Hash Tables
A data structure that stores data in key-value pairs and provides fast insertion, deletion and searching.
Under the hood it uses a dynamic array of linked lists to efficiently store key/value pairs. This approach to handling collisions is called separate chaining – each array slot points to a linked list of entries that hashed to the same index. An alternative strategy is open addressing, where all entries are stored directly in the array itself. When a collision happens, the algorithm probes for the next available slot using techniques like linear probing (checking the next slot sequentially) or quadratic probing (checking slots at quadratically increasing offsets).
When searching for some value or inserting a key/value pair, a hash function first maps our key to an integer value which will be our index in the underlying dynamic array.
Then the value associated with the key is added to the linked list stored at the index in the dynamic array, and the reference to the key is stored with the value as well, so in case if a collision occurs and more than one element will be stored in the same linked list, it would know which value is searched.
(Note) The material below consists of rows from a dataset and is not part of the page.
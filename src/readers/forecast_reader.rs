use crate::error::{ForecastError, Result};
use crate::models::{Forecast, ForecastLocation, ForecastSample};
use chrono::DateTime;
use serde::Deserialize;
use std::fs::File;
use std::io::BufReader;
use std::path::Path;
use tracing::{debug, warn};

// Wire format of the provider's 5-day/3-hour forecast. Missing numeric
// fields read as zero; fields not listed here are ignored.

#[derive(Debug, Deserialize)]
struct ForecastDocument {
    #[serde(default)]
    list: Vec<WireSample>,
    #[serde(default)]
    city: Option<WireCity>,
}

#[derive(Debug, Deserialize)]
struct WireSample {
    dt: i64,
    #[serde(default)]
    main: WireMain,
    #[serde(default)]
    wind: WireWind,
    #[serde(default)]
    weather: Vec<WireCondition>,
    #[serde(default)]
    pop: f64,
}

#[derive(Debug, Default, Deserialize)]
#[serde(default)]
struct WireMain {
    temp: f64,
    feels_like: f64,
    temp_min: f64,
    temp_max: f64,
    pressure: f64,
    humidity: f64,
}

#[derive(Debug, Default, Deserialize)]
#[serde(default)]
struct WireWind {
    speed: f64,
}

#[derive(Debug, Default, Deserialize)]
#[serde(default)]
struct WireCondition {
    icon: String,
    description: String,
}

#[derive(Debug, Default, Deserialize)]
#[serde(default)]
struct WireCity {
    name: String,
    country: String,
    timezone: i32,
    sunrise: Option<i64>,
    sunset: Option<i64>,
}

impl WireSample {
    fn into_sample(self) -> Result<ForecastSample> {
        if DateTime::from_timestamp(self.dt, 0).is_none() {
            return Err(ForecastError::InvalidFormat(format!(
                "Timestamp out of range: {}",
                self.dt
            )));
        }

        let condition = self.weather.into_iter().next().unwrap_or_default();

        Ok(ForecastSample::new(
            self.dt,
            self.main.temp_min,
            self.main.temp_max,
            self.main.temp,
            self.main.feels_like,
            whole_reading(self.dt, "humidity", self.main.humidity, 100.0),
            self.wind.speed,
            whole_reading(self.dt, "pressure", self.main.pressure, f64::from(u32::MAX)),
            self.pop,
            condition.icon,
            condition.description,
        ))
    }
}

/// Round a wire reading to a whole number. Values past `expected_max` are
/// kept for the integrity check; negatives clamp to zero.
fn whole_reading(dt: i64, field: &'static str, value: f64, expected_max: f64) -> u32 {
    let rounded = value.round();
    if !(0.0..=expected_max).contains(&rounded) {
        warn!(dt, field, value, "Reading outside expected range");
    }
    rounded.clamp(0.0, f64::from(u32::MAX)) as u32
}

impl From<WireCity> for ForecastLocation {
    fn from(city: WireCity) -> Self {
        Self {
            name: city.name,
            country: city.country,
            timezone_offset: city.timezone,
            sunrise: city.sunrise,
            sunset: city.sunset,
        }
    }
}

pub struct ForecastReader;

impl ForecastReader {
    pub fn new() -> Self {
        Self
    }

    /// Read a forecast document from disk
    pub fn read_forecast(&self, path: &Path) -> Result<Forecast> {
        let file = File::open(path)?;
        let document: ForecastDocument = serde_json::from_reader(BufReader::new(file))?;
        let forecast = self.decode(document)?;

        debug!(
            path = %path.display(),
            samples = forecast.samples.len(),
            "Read forecast document"
        );
        Ok(forecast)
    }

    /// Parse a forecast document held in memory
    pub fn parse_forecast(&self, json: &str) -> Result<Forecast> {
        let document: ForecastDocument = serde_json::from_str(json)?;
        self.decode(document)
    }

    fn decode(&self, document: ForecastDocument) -> Result<Forecast> {
        let samples = document
            .list
            .into_iter()
            .map(WireSample::into_sample)
            .collect::<Result<Vec<_>>>()?;

        let location = document.city.map(ForecastLocation::from).unwrap_or_default();

        Ok(Forecast::new(location, samples))
    }
}

impl Default for ForecastReader {
    fn default() -> Self {
        Self::new()
    }
}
However, hash tables rely on very powerful and highly optimized hash functions to minimize the number of collisions that occur when two or more keys hash to the same index.
Visualization of how HashTable may look under the hood:
[
0: (key1, value1) => null
1: (key2, value2) => (key3, value3) => (key4, value4)
2: (key5, value5) => null
3: (key6, value6) => (key7, value7)
4: null
5: (key8, value8) => null
]
In the hash table above, the keys key2, key3, key4 collided by all being mapped to the linked list at index 1, and key6 and key7 collided by both being mapped to index 3.
Load factor and resizing: The load factor is the ratio of stored entries to the total number of slots in the array. As the load factor grows, collisions become more frequent and performance degrades. To maintain efficient operations, hash tables monitor this ratio and resize when it crosses a threshold (commonly 0.75). Resizing typically means allocating a new array of double the size, then rehashing every existing entry into the new array. This single resize operation is O(n), but because it happens infrequently, the amortized cost of insertion remains O(1).
Keys must be hashable: For a hash table to work correctly, keys must produce consistent hash values. In Java, this means keys must properly implement hashCode() and equals(). In Python, only immutable types (strings, numbers, tuples) can serve as dictionary keys. Using a mutable object as a key can lead to lost entries, because if the object changes after insertion its hash value may change too, making it impossible to locate.
Real-world implementations: Most languages provide a built-in hash table. Java offers HashMap (and the thread-safe ConcurrentHashMap), Python has dict, C++ provides std::unordered_map, and JavaScript uses plain objects and Map.
Time complexity, as mentioned at the beginning they are fast and provide basic operations in the following complexity:
- Inserting a pair: O(1) average, O(n) worst case
- Removing a pair: O(1) average, O(n) worst case
- Searching a pair: O(1) average, O(n) worst case
The worst case, linear-time complexity occurs when a lot of collisions happen leading to long linked lists, but it happens extremely rarely as hash functions nowadays are really well optimized and constant-time complexity is all but guaranteed.